On s’imagine donc la stupeur qui frappa le public quand il put deviner la situation précaire de la garnison de Metz ; il se produisit à ce moment des nouvelles extraordinaires, des espoirs insensés. De même qu’on se leurre d’illusions invraisemblables sur l’état d’un être cher en danger de mort, de même, M. Renoult ne peut se résoudre à la possibilité d’une catastrophe. Le joue même où elle se produisit (27 octobre), elle fut connue à Versailles, et M. Delerot, dans son beau livre, relate avec détails l’impression qu’elle causa ; mais notre auteur, à cette date, se borne à raconter des cancans sur les soi-disant sorties victorieuses de Bazaine. Il ergote encore les jours suivants et n’accepte l’évidence que le 6 novembre.

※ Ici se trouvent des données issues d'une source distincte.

use std::time::Duration;
use tracing::{debug, info};

use crate::error::SyncError;

pub const DEFAULT_REGISTRY_URL: &str = "https://registry.npmjs.org";
pub const DEFAULT_CHANGES_URL: &str = "https://replicate.npmjs.com/_changes";

const MINUTE: Duration = Duration::from_secs(60);
const HOUR: Duration = Duration::from_secs(60 * 60);

/// Tunables for the mirror pipeline. `Default` gives the production values.
#[derive(Debug, Clone, PartialEq)]
pub struct SyncConfig {
    /// Base URL of the registry document endpoint.
    pub registry_url: String,
    /// URL of the CouchDB-style `_changes` endpoint.
    pub changes_url: String,
    /// Maximum number of package synchronisations in flight at once.
    pub concurrency: usize,
    /// Delay before fetching a package changed after boot, giving the
    /// registry's read replicas time to catch up.
    pub catch_up_delay: Duration,
    /// Backoff between retries on 503 from the registry or a transient feed error.
    pub retry_delay: Duration,
    /// A live fetch whose `time.modified` is older than this is flagged stale.
    pub stale_threshold: Duration,
    pub sweep_interval: Duration,
    pub liveness_timeout: Duration,
    pub liveness_check_interval: Duration,
    /// Max changes requested per long-poll.
    pub feed_batch_size: usize,
    pub feed_poll_timeout: Duration,
}

impl Default for SyncConfig {
    fn default() -> Self {
        Self {
            registry_url: DEFAULT_REGISTRY_URL.to_string(),
            changes_url: DEFAULT_CHANGES_URL.to_string(),
            concurrency: 8,
            catch_up_delay: Duration::from_millis(7500),
            retry_delay: Duration::from_secs(5),
            stale_threshold: HOUR,
            sweep_interval: 6 * MINUTE,
            liveness_timeout: 10 * MINUTE,
            liveness_check_interval: MINUTE,
            feed_batch_size: 500,
            feed_poll_timeout: Duration::from_secs(30),
        }
    }
}

impl SyncConfig {
    pub fn validate(&self) -> Result<(), SyncError> {
        if self.concurrency == 0 {
            return Err(SyncError::InvalidConfig(
                "concurrency must be at least 1".into(),
            ));
        }
        if self.feed_batch_size == 0 {
            return Err(SyncError::InvalidConfig(
                "feed_batch_size must be at least 1".into(),
            ));
        }
        for (name, value) in [
            ("sweep_interval", self.sweep_interval),
            ("liveness_timeout", self.liveness_timeout),
            ("liveness_check_interval", self.liveness_check_interval),
        ] {
            if value.is_zero() {
                return Err(SyncError::InvalidConfig(format!("{name} must be non-zero")));
            }
        }
        Ok(())
    }

    pub fn trace_loaded(&self) {
        info!(
            registry_url = %self.registry_url,
            changes_url = %self.changes_url,
            concurrency = self.concurrency,
            catch_up_delay_ms = self.catch_up_delay.as_millis() as u64,
            stale_threshold_s = self.stale_threshold.as_secs(),
            sweep_interval_s = self.sweep_interval.as_secs(),
            liveness_timeout_s = self.liveness_timeout.as_secs(),
            "Loaded SyncConfig"
        );
        debug!(?self, "SyncConfig loaded (full debug)");
    }
}
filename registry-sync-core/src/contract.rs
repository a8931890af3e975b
//! # contract: seams between the pipeline and the outside world
//!
//! The mirror talks to three external collaborators, each behind a trait so
//! that production adapters and test mocks are interchangeable:
//!
//! - [`Origin`]: the registry document endpoint (one JSON document per package).
//! - [`ChangeFeed`]: the ordered, resumable change feed.
//! - [`Cache`]: the key-value store holding the cursor, slim records and the stale set.
//!
//! ## Mocking & Testing
//! - Every trait is annotated for `mockall`; the generated `Mock*` types are
//!   exported under the `test-export-mocks` feature so integration tests and
//!   downstream crates can use them.
//!
//! ## Concrete implementations
//! - [`crate::origin::RegistryClient`], [`crate::feed::CouchChangeFeed`]
//! - [`crate::cache::MemoryCache`], [`crate::cache::FsCache`]

use async_trait::async_trait;
use chrono::{DateTime, Utc};
use futures::stream::BoxStream;
use serde::{Deserialize, Serialize};

#[cfg(any(test, feature = "test-export-mocks"))]
use mockall::automock;

use crate::error::{CacheError, FeedError, OriginError};

/// A full registry document, kept as untyped JSON. Only the projector and the
/// staleness check look inside it.
#[derive(Debug, Clone, PartialEq, Serialize, Deserialize)]
#[serde(transparent)]
pub struct PackageDocument(pub serde_json::Value);

impl PackageDocument {
    /// `time.modified`, if present and a valid RFC 3339 timestamp.
    pub fn modified(&self) -> Option<DateTime<Utc>> {
        let raw = self.0.get("time")?.get("modified")?.as_str()?;
        DateTime::parse_from_rfc3339(raw)
            .ok()
            .map(|t| t.with_timezone(&Utc))
    }
}

impl From<serde_json::Value> for PackageDocument {
    fn from(value: serde_json::Value) -> Self {
        Self(value)
    }
}

/// One entry of the change feed.
#[derive(Debug, Clone, PartialEq, Eq)]
pub struct ChangeEvent {
    pub seq: u64,
    /// Package name. `None` when the feed entry carried no usable id.
    pub id: Option<String>,
    pub deleted: bool,
}

impl ChangeEvent {
    pub fn new(seq: u64, id: impl Into<String>) -> Self {
        Self {
            seq,
            id: Some(id.into()),
            deleted: false,
        }
    }
}

/// The registry document endpoint.
#[cfg_attr(any(test, feature = "test-export-mocks"), automock)]
#[async_trait]
pub trait Origin: Send + Sync {
    /// Fetch the full document for `name`.
    ///
    /// Transient unavailability is retried inside the implementation; callers
    /// only ever see [`OriginError::NotFound`] or [`OriginError::FetchFailed`].
    async fn fetch(&self, name: &str) -> Result<PackageDocument, OriginError>;
}

/// The ordered, resumable change feed.
#[cfg_attr(any(test, feature = "test-export-mocks"), automock)]
#[async_trait]
pub trait ChangeFeed: Send + Sync {
    /// Current head sequence of the feed.
    async fn head_seq(&self) -> Result<u64, FeedError>;

    /// Subscribe to every change after `since`, in feed order. An `Err` item
    /// is unrecoverable and the stream should be considered finished.
    fn subscribe(&self, since: u64) -> BoxStream<'static, Result<ChangeEvent, FeedError>>;
}

/// Key-value store with named sets. Single-key atomicity is all that is required.
#[cfg_attr(any(test, feature = "test-export-mocks"), automock)]
#[async_trait]
pub trait Cache: Send + Sync {
    async fn get(&self, key: &str) -> Result<Option<String>, CacheError>;

    async fn set(&self, key: &str, value: &str) -> Result<(), CacheError>;

    /// Removing a missing key is not an error.
    async fn del(&self, key: &str) -> Result<(), CacheError>;

    async fn set_add(&self, set: &str, member: &str) -> Result<(), CacheError>;

    async fn set_remove(&self, set: &str, member: &str) -> Result<(), CacheError>;

    async fn set_members(&self, set: &str) -> Result<Vec<String>, CacheError>;
}
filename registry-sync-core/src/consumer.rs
//! Change stream consumer.
//!
//! Resumes the change feed from the persisted cursor and fans each change out
//! to the [`PackageSynchronizer`] on its own task, at most `concurrency` at a
//! time. Finished tasks report their sequence back over a channel and the
//! [`Checkpoint`] releases them for persistence strictly in feed order.
//!
//! Changes at or before the feed head observed at boot are synchronised in
//! [`SyncMode::Replaying`]; later ones in [`SyncMode::Live`].

use std::sync::Arc;

use futures::StreamExt;
use tokio::sync::{mpsc, Semaphore};
use tracing::{debug, info, warn};

use crate::checkpoint::Checkpoint;
use crate::contract::{ChangeEvent, ChangeFeed};
use crate::error::SyncError;
use crate::package_sync::{PackageSynchronizer, SyncMode};
use crate::store::PackageStore;
use crate::watchdog::Heartbeat;

pub struct ChangeStreamConsumer {
    feed: Arc<dyn ChangeFeed>,
    synchronizer: Arc<PackageSynchronizer>,
    store: PackageStore,
    heartbeat: Heartbeat,
    limiter: Arc<Semaphore>,
}

impl ChangeStreamConsumer {
    pub fn new(
        feed: Arc<dyn ChangeFeed>,
        synchronizer: Arc<PackageSynchronizer>,
        store: PackageStore,
        heartbeat: Heartbeat,
        concurrency: usize,
    ) -> Self {
        Self {
            feed,
            synchronizer,
            store,
            heartbeat,
            limiter: Arc::new(Semaphore::new(concurrency)),
        }
    }

    /// Consume the feed. Only returns on a fatal error; the end of the feed
    /// stream counts as one. Work already dispatched is allowed to finish and
    /// be acknowledged before returning.
    pub async fn run(&self) -> Result<(), SyncError> {
        let since = self.store.cursor().await?;
        let boot_head = self.feed.head_seq().await?;
        info!(since, boot_head, "Resuming change feed");

        let mut changes = self.feed.subscribe(since);
        let (done_tx, mut done_rx) = mpsc::unbounded_channel::<u64>();
        let mut checkpoint = Checkpoint::new();

        let failure = loop {
            tokio::select! {
                biased;
                Some(seq) = done_rx.recv() => {
                    self.acknowledge(&mut checkpoint, seq).await?;
                }
                next = changes.next() => match next {
                    Some(Ok(event)) => {
                        self.dispatch(event, boot_head, &mut checkpoint, &done_tx).await?;
                    }
                    Some(Err(e)) => break SyncError::Feed(e),
                    None => break SyncError::FeedEnded,
                },
            }
        };

        warn!(
            error = %failure,
            in_flight = checkpoint.in_flight(),
            "Change feed stopped, draining in-flight work"
        );
        while checkpoint.in_flight() > 0 {
            match done_rx.recv().await {
                Some(seq) => self.acknowledge(&mut checkpoint, seq).await?,
                None => break,
            }
        }
        Err(failure)
    }

    async fn dispatch(
        &self,
        event: ChangeEvent,
        boot_head: u64,
        checkpoint: &mut Checkpoint,
        done: &mpsc::UnboundedSender<u64>,
    ) -> Result<(), SyncError> {
        self.heartbeat.touch();
        let seq = event.seq;
        checkpoint.track(seq);

        let Some(name) = event.id else {
            info!(seq, "Skipping change without a package id");
            return self.acknowledge(checkpoint, seq).await;
        };

        let permit = self
            .limiter
            .clone()
            .acquire_owned()
            .await
            .map_err(|e| SyncError::Dispatch(e.to_string()))?;
        let mode = SyncMode::for_seq(seq, boot_head);
        debug!(seq, package = %name, ?mode, deleted = event.deleted, "Dispatching change");

        let synchronizer = self.synchronizer.clone();
        let done = done.clone();
        tokio::spawn(async move {
            let outcome = synchronizer.sync(&name, mode).await;
            debug!(seq, package = %name, ?outcome, "Change applied");
            drop(permit);
            // The receiver only goes away once the consumer has returned.
            let _ = done.send(seq);
        });
        Ok(())
    }

    async fn acknowledge(&self, checkpoint: &mut Checkpoint, seq: u64) -> Result<(), SyncError> {
        for released in checkpoint.complete(seq) {
            self.store.set_cursor(released).await?;
            debug!(seq = released, "Cursor advanced");
        }
        Ok(())
    }
}
use clap::Parser;
use registry_sync::cli::{run, Cli};
use tracing_subscriber::EnvFilter;

#[tokio::main]
async fn main() {
    // Load environment
    dotenvy::dotenv().ok();

    // stdout is reserved for command output.
    tracing_subscriber::fmt()
        .with_env_filter(EnvFilter::try_from_default_env().unwrap_or_else(|_| EnvFilter::new("info")))
        .with_writer(std::io::stderr)
        .init();
    tracing::info!("CLI application startup: tracing initialised, environment loaded");

    let cli = Cli::parse();
    match run(cli).await {
        Ok(()) => tracing::info!("CLI completed successfully"),
        Err(e) => {
            tracing::error!(error = %e, "CLI exited with error");
            eprintln!("[ERROR] {e:#}");
            // Supervisor restarts us from the persisted cursor.
            std::process::exit(1);
        }
    }
}
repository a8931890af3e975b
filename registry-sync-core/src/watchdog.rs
//! Liveness watchdog.
//!
//! The consumer touches a shared [`Heartbeat`] for every change it sees. The
//! watchdog periodically checks how long it has been since the last touch and
//! resolves with [`SyncError::LivenessTimeout`] once that exceeds the timeout.
//! Recovery is crash-only: the caller ends the process and the supervisor
//! restarts it from the persisted cursor.

use std::sync::atomic::{AtomicU64, Ordering};
use std::sync::Arc;
use std::time::Duration;

use tokio::time::{interval_at, Instant, MissedTickBehavior};
use tracing::{debug, error};

use crate::error::SyncError;

/// Last-activity timestamp shared between the consumer and the watchdog.
#[derive(Debug, Clone)]
pub struct Heartbeat {
    started: Instant,
    last_touch_ms: Arc<AtomicU64>,
}

impl Default for Heartbeat {
    fn default() -> Self {
        Self::new()
    }
}

impl Heartbeat {
    /// A fresh heartbeat counts as touched now.
    pub fn new() -> Self {
        Self {
            started: Instant::now(),
            last_touch_ms: Arc::new(AtomicU64::new(0)),
        }
    }

    pub fn touch(&self) {
        let now = self.started.elapsed().as_millis() as u64;
        self.last_touch_ms.fetch_max(now, Ordering::Relaxed);
    }

    /// Time since the last touch.
    pub fn idle(&self) -> Duration {
        let now = self.started.elapsed().as_millis() as u64;
        let last = self.last_touch_ms.load(Ordering::Relaxed);
        Duration::from_millis(now.saturating_sub(last))
    }
}

pub struct LivenessWatchdog {
    heartbeat: Heartbeat,
    check_interval: Duration,
    timeout: Duration,
}

impl LivenessWatchdog {
    pub fn new(heartbeat: Heartbeat, check_interval: Duration, timeout: Duration) -> Self {
        Self {
            heartbeat,
            check_interval,
            timeout,
        }
    }

    pub fn check(&self) -> Result<(), SyncError> {
        let idle = self.heartbeat.idle();
        if idle > self.timeout {
            return Err(SyncError::LivenessTimeout { idle });
        }
        debug!(idle_ms = idle.as_millis() as u64, "Liveness check passed");
        Ok(())
    }

    /// Check on every interval; only returns once the timeout has been exceeded.
    pub async fn run(self) -> SyncError {
        let mut ticker = interval_at(Instant::now() + self.check_interval, self.check_interval);
        ticker.set_missed_tick_behavior(MissedTickBehavior::Delay);
        loop {
            ticker.tick().await;
            if let Err(e) = self.check() {
                error!(
                    timeout_s = self.timeout.as_secs(),
                    error = %e,
                    "Haven't received data from the registry, giving up"
                );
                return e;
            }
        }
    }
}

#[cfg(test)]
mod tests {
    use super::*;

    #[tokio::test(start_paused = true)]
    async fn touch_resets_idle_time() {
        let heartbeat = Heartbeat::new();
        tokio::time::advance(Duration::from_secs(30)).await;
        assert_eq!(heartbeat.idle(), Duration::from_secs(30));
        heartbeat.touch();
        assert_eq!(heartbeat.idle(), Duration::ZERO);
    }

    #[tokio::test(start_paused = true)]
    async fn check_fails_only_past_timeout() {
        let heartbeat = Heartbeat::new();
        let watchdog = LivenessWatchdog::new(
            heartbeat.clone(),
            Duration::from_secs(60),
            Duration::from_secs(600),
        );
        tokio::time::advance(Duration::from_secs(600)).await;
        assert!(watchdog.check().is_ok());
        tokio::time::advance(Duration::from_secs(1)).await;
        assert!(matches!(
            watchdog.check(),
            Err(SyncError::LivenessTimeout { .. })
        ));
    }
}
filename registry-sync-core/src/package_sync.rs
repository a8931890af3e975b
//! Per-package synchronisation: fetch, staleness check, project, store.
//!
//! `sync` never fails. Every per-package problem ends up either as a deletion
//! (the registry says the package is gone) or as a stale-set entry that the
//! sweeper retries later, so one bad package cannot hold up the change feed.

use std::sync::Arc;
use std::time::Duration;

use chrono::Utc;
use tracing::{debug, error, info, warn};

use crate::contract::{Origin, PackageDocument};
use crate::error::OriginError;
use crate::projector::project;
use crate::store::PackageStore;

/// Whether a change was observed while catching up or while live-tailing.
#[derive(Debug, Clone, Copy, PartialEq, Eq)]
pub enum SyncMode {
    /// `seq` is at or before the feed head seen at boot.
    Replaying,
    /// `seq` is past the boot head.
    Live,
}

impl SyncMode {
    pub fn for_seq(seq: u64, boot_head: u64) -> Self {
        if seq > boot_head {
            SyncMode::Live
        } else {
            SyncMode::Replaying
        }
    }
}

#[derive(Debug, Clone, Copy, PartialEq, Eq)]
pub enum SyncOutcome {
    Stored,
    /// Stored, but the document looked stale and was queued for a re-fetch.
    StoredStale,
    Deleted,
    /// Nothing stored; queued for the sweeper.
    Deferred,
}

pub struct PackageSynchronizer {
    origin: Arc<dyn Origin>,
    store: PackageStore,
    catch_up_delay: Duration,
    stale_threshold: Duration,
}

impl PackageSynchronizer {
    pub fn new(
        origin: Arc<dyn Origin>,
        store: PackageStore,
        catch_up_delay: Duration,
        stale_threshold: Duration,
    ) -> Self {
        Self {
            origin,
            store,
            catch_up_delay,
            stale_threshold,
        }
    }

    pub async fn sync(&self, name: &str, mode: SyncMode) -> SyncOutcome {
        if mode == SyncMode::Live {
            tokio::time::sleep(self.catch_up_delay).await;
        }

        let document = match self.origin.fetch(name).await {
            Ok(document) => document,
            Err(OriginError::NotFound { .. }) => return self.remove(name).await,
            Err(e) => {
                warn!(package = %name, error = %e, "Fetch failed, queueing for retry");
                self.defer(name).await;
                return SyncOutcome::Deferred;
            }
        };

        let stale = mode == SyncMode::Live && self.looks_stale(name, &document);
        if stale {
            warn!(package = %name, "Registry data may be stale, will retry later");
            if let Err(e) = self.store.enqueue_stale(name).await {
                error!(package = %name, error = %e, "Failed to queue stale package");
            }
        }

        if let Err(e) = self.store.put_package(name, &project(&document)).await {
            error!(package = %name, error = %e, "Failed to store package");
            self.defer(name).await;
            return SyncOutcome::Deferred;
        }
        info!(package = %name, ?mode, "Stored package");

        if stale {
            SyncOutcome::StoredStale
        } else {
            SyncOutcome::Stored
        }
    }

    async fn remove(&self, name: &str) -> SyncOutcome {
        info!(package = %name, "Package no longer in registry, removing");
        if let Err(e) = self.store.delete_package(name).await {
            error!(package = %name, error = %e, "Failed to delete package");
            self.defer(name).await;
            return SyncOutcome::Deferred;
        }
        if let Err(e) = self.store.dequeue_stale(name).await {
            error!(package = %name, error = %e, "Failed to dequeue deleted package");
        }
        SyncOutcome::Deleted
    }

    async fn defer(&self, name: &str) {
        if let Err(e) = self.store.enqueue_stale(name).await {
            error!(package = %name, error = %e, "Failed to queue package for retry");
        }
    }

    fn looks_stale(&self, name: &str, document: &PackageDocument) -> bool {
        let Some(modified) = document.modified() else {
            debug!(package = %name, "No time.modified on document, skipping staleness check");
            return false;
        };
        Utc::now()
            .signed_duration_since(modified)
            .to_std()
            .map(|age| age > self.stale_threshold)
            .unwrap_or(false)
    }
}

#[cfg(test)]
mod tests {
    use super::*;

    #[test]
    fn mode_boundary_is_inclusive_of_boot_head() {
        assert_eq!(SyncMode::for_seq(99, 100), SyncMode::Replaying);
        assert_eq!(SyncMode::for_seq(100, 100), SyncMode::Replaying);
        assert_eq!(SyncMode::for_seq(101, 100), SyncMode::Live);
    }
}
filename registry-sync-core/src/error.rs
//! Error types for the mirror pipeline.
//!
//! Per-package failures ([`OriginError`]) are absorbed by the synchronizer and
//! routed to the stale set. Only [`SyncError`] ever stops the pipeline.

use std::time::Duration;
use thiserror::Error;

/// Failure fetching a single package document from the registry.
#[derive(Error, Debug, Clone, PartialEq, Eq)]
pub enum OriginError {
    /// The registry definitively reports that the package does not exist.
    #[error("package {name} not found in registry")]
    NotFound { name: String },

    /// Any other failure. The package should be retried later.
    #[error("fetching {name} failed (status {status:?}): {message}")]
    FetchFailed {
        name: String,
        status: Option<u16>,
        message: String,
    },
}

impl OriginError {
    pub fn fetch_failed(name: &str, status: Option<u16>, message: impl Into<String>) -> Self {
        Self::FetchFailed {
            name: name.to_string(),
            status,
            message: message.into(),
        }
    }

    pub fn is_not_found(&self) -> bool {
        matches!(self, Self::NotFound { .. })
    }
}

/// Failure talking to the upstream change feed.
#[derive(Error, Debug)]
pub enum FeedError {
    #[error("change feed request failed: {0}")]
    Transport(String),

    #[error("change feed returned status {status}: {body}")]
    Status { status: u16, body: String },

    #[error("failed to decode change feed response: {0}")]
    Decode(String),
}

/// Failure reading or writing the cache store.
#[derive(Error, Debug)]
pub enum CacheError {
    #[error("error while {action}: {source}")]
    Io {
        action: String,
        #[source]
        source: std::io::Error,
    },

    #[error("corrupt cache value under {key}: {message}")]
    Corrupt { key: String, message: String },

    #[error(transparent)]
    Serialize(#[from] serde_json::Error),
}

impl CacheError {
    pub fn io(action: impl Into<String>, source: std::io::Error) -> Self {
        Self::Io {
            action: action.into(),
            source,
        }
    }
}

/// Fatal conditions. Any of these ends [`crate::synchronise::synchronise`] and
/// the process is expected to be restarted by its supervisor.
#[derive(Error, Debug)]
pub enum SyncError {
    #[error(transparent)]
    Feed(#[from] FeedError),

    #[error("change feed subscription ended unexpectedly")]
    FeedEnded,

    #[error(transparent)]
    Cache(#[from] CacheError),

    #[error("no change received from the registry for {idle:?}")]
    LivenessTimeout { idle: Duration },

    #[error("invalid configuration: {0}")]
    InvalidConfig(String),

    #[error("dispatch failed: {0}")]
    Dispatch(String),
}

pub type Result<T> = std::result::Result<T, SyncError>;
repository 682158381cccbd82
//! Role gate middleware for the API route groups.
//!
//! Each gate reads the role claim from the session without touching the database
//! and rejects the request before it reaches a handler. Handlers still load the
//! user through `AuthGuard` for per-resource checks.

use axum::{extract::Request, middleware::Next, response::Response};
use tower_sessions::Session;

use crate::{
    model::user::Role,
    server::{
        error::{auth::AuthError, AppError},
        middleware::session::AuthSession,
    },
};

/// Roles allowed on `/api/admin`.
pub const ADMIN_ROLES: &[Role] = &[Role::Admin];
/// Roles allowed on `/api/business`.
pub const BUSINESS_ROLES: &[Role] = &[Role::BusinessOwner, Role::Admin];
/// Roles allowed on `/api/worker`.
pub const WORKER_ROLES: &[Role] = &[Role::Worker];
/// Roles allowed on `/api/client`.
pub const CLIENT_ROLES: &[Role] = &[Role::Client];

/// Checks the session's role claim against `allowed`.
///
/// # Returns
/// - `Ok(role)` - The claim is one of the allowed roles
/// - `Err(AuthError::UserNotInSession)` - No claim in the session (401)
/// - `Err(AuthError::AccessDenied)` - The claim is not allowed (403)
pub async fn check_role(session: &Session, allowed: &[Role]) -> Result<Role, AppError> {
    let auth_session = AuthSession::new(session);

    let (Some(user_id), Some(role)) =
        (auth_session.get_user_id().await?, auth_session.get_role().await?)
    else {
        return Err(AuthError::UserNotInSession.into());
    };

    if !allowed.contains(&role) {
        return Err(AuthError::AccessDenied(
            user_id,
            format!("Role {} is not allowed on this route", role),
        )
        .into());
    }

    Ok(role)
}

pub async fn require_admin(
    session: Session,
    request: Request,
    next: Next,
) -> Result<Response, AppError> {
    check_role(&session, ADMIN_ROLES).await?;
    Ok(next.run(request).await)
}

pub async fn require_business(
    session: Session,
    request: Request,
    next: Next,
) -> Result<Response, AppError> {
    check_role(&session, BUSINESS_ROLES).await?;
    Ok(next.run(request).await)
}

pub async fn require_worker(
    session: Session,
    request: Request,
    next: Next,
) -> Result<Response, AppError> {
    check_role(&session, WORKER_ROLES).await?;
    Ok(next.run(request).await)
}

pub async fn require_client(
    session: Session,
    request: Request,
    next: Next,
) -> Result<Response, AppError> {
    check_role(&session, CLIENT_ROLES).await?;
    Ok(next.run(request).await)
}
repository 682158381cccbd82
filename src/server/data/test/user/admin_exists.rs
use super::*;

/// Tests detecting when an admin account exists.
///
/// Expected: Ok(true)
#[tokio::test]
async fn returns_true_when_admin_exists() -> Result<(), AppError> {
    let test = TestBuilder::new().with_table(User).build().await.unwrap();
    let db = test.db.as_ref().unwrap();

    factory::create_user_with_role(db, "ADMIN").await?;

    let repo = UserRepository::new(db);

    assert!(repo.admin_exists().await?);

    Ok(())
}

/// Tests detecting when only non-admin accounts exist.
///
/// Verifies that the repository returns false for an empty table and for a
/// table with only clients and owners.
///
/// Expected: Ok(false)
#[tokio::test]
async fn returns_false_with_only_regular_users() -> Result<(), AppError> {
    let test = TestBuilder::new().with_table(User).build().await.unwrap();
    let db = test.db.as_ref().unwrap();

    let repo = UserRepository::new(db);
    assert!(!repo.admin_exists().await?);

    factory::create_user(db).await?;
    factory::create_user_with_role(db, "BUSINESS_OWNER").await?;

    assert!(!repo.admin_exists().await?);

    Ok(())
}
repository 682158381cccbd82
use serde::{Deserialize, Serialize};
use utoipa::ToSchema;

#[derive(Debug, Serialize, Deserialize, ToSchema)]
pub struct ErrorDto {
    pub error: String,
}
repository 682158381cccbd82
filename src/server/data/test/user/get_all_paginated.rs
use super::*;

/// Tests paginating accounts ordered by name.
///
/// Expected: first page holds two users, totals cover all three
#[tokio::test]
async fn paginates_users_by_name() -> Result<(), AppError> {
    let test = TestBuilder::new().with_table(User).build().await.unwrap();
    let db = test.db.as_ref().unwrap();

    for name in ["Charlie", "Alice", "Bob"] {
        factory::user::UserFactory::new(db).name(name).build().await?;
    }

    let repo = UserRepository::new(db);
    let page = repo
        .get_all_paginated(GetAllUsersParam {
            page: 0,
            per_page: 2,
            role: None,
        })
        .await?;

    assert_eq!(page.total, 3);
    assert_eq!(page.total_pages, 2);
    let names: Vec<_> = page.users.iter().map(|u| u.name.as_str()).collect();
    assert_eq!(names, vec!["Alice", "Bob"]);

    let second = repo
        .get_all_paginated(GetAllUsersParam {
            page: 1,
            per_page: 2,
            role: None,
        })
        .await?;
    assert_eq!(second.users.len(), 1);
    assert_eq!(second.users[0].name, "Charlie");

    Ok(())
}

/// Tests filtering the listing by role.
///
/// Expected: only workers returned
#[tokio::test]
async fn filters_by_role() -> Result<(), AppError> {
    let test = TestBuilder::new().with_table(User).build().await.unwrap();
    let db = test.db.as_ref().unwrap();

    factory::create_user(db).await?;
    factory::create_user_with_role(db, "WORKER").await?;
    factory::create_user_with_role(db, "WORKER").await?;

    let repo = UserRepository::new(db);
    let page = repo
        .get_all_paginated(GetAllUsersParam {
            page: 0,
            per_page: 10,
            role: Some(Role::Worker),
        })
        .await?;

    assert_eq!(page.total, 2);
    assert!(page.users.iter().all(|u| u.role == Role::Worker));

    Ok(())
}
//! Test support for the barberbook workspace.
//!
//! - [`builder::TestBuilder`] creates an in-memory SQLite database with the tables a test asks for.
//! - [`context::TestContext`] owns that database and, on request, a session stored in it.
//! - [`factory`] inserts users, businesses, services, bookings and payments with defaults.
//! - [`fixture`] builds entity models in memory without touching a database.
//!
//! ```rust,ignore
//! let mut test = TestBuilder::new().with_booking_tables().build().await?;
//! let db = test.database().await?;
//! let shop = factory::helpers::create_business_with_dependencies(db).await?;
//! ```

pub mod builder;
pub mod context;
pub mod error;
pub mod factory;
pub mod fixture;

L’état de guerre engendre de multiples psychoses, bien intéressantes à étudier. Une des plus curieuses est le besoin quasi maladif qu’on éprouve à vouloir connaître des nouvelles, besoin si impérieux qu’il domine souvent la fatigue et la faim, parfois entraînant les conséquences les plus saugrenues et les plus néfastes.

Aux avant-postes, il est bien difficile d’empêcher les nouvelles de filtrer ; c’est pourquoi les Versaillais pouvaient encore obtenir quelques renseignements sur Paris. Mais il était plus facile d’isoler la ville de la province ; les Prussiens, qui avaient, en la matière, un puissant intérêt, n’y manquèrent pas. On juge donc du nombre prodigieux de cancans, ayant pris naissance on ne sait où ni comment, qui circulaient dans Versailles, colportés, le plus souvent, par le petit monde : l’allumeur de réverbères, le boueux, les divers fournisseurs. M. Renoult en relate un grand nombre ; parfois, il les juge lui-même ridicules, mais on sent qu’il s’y est, un moment, laissé prendre.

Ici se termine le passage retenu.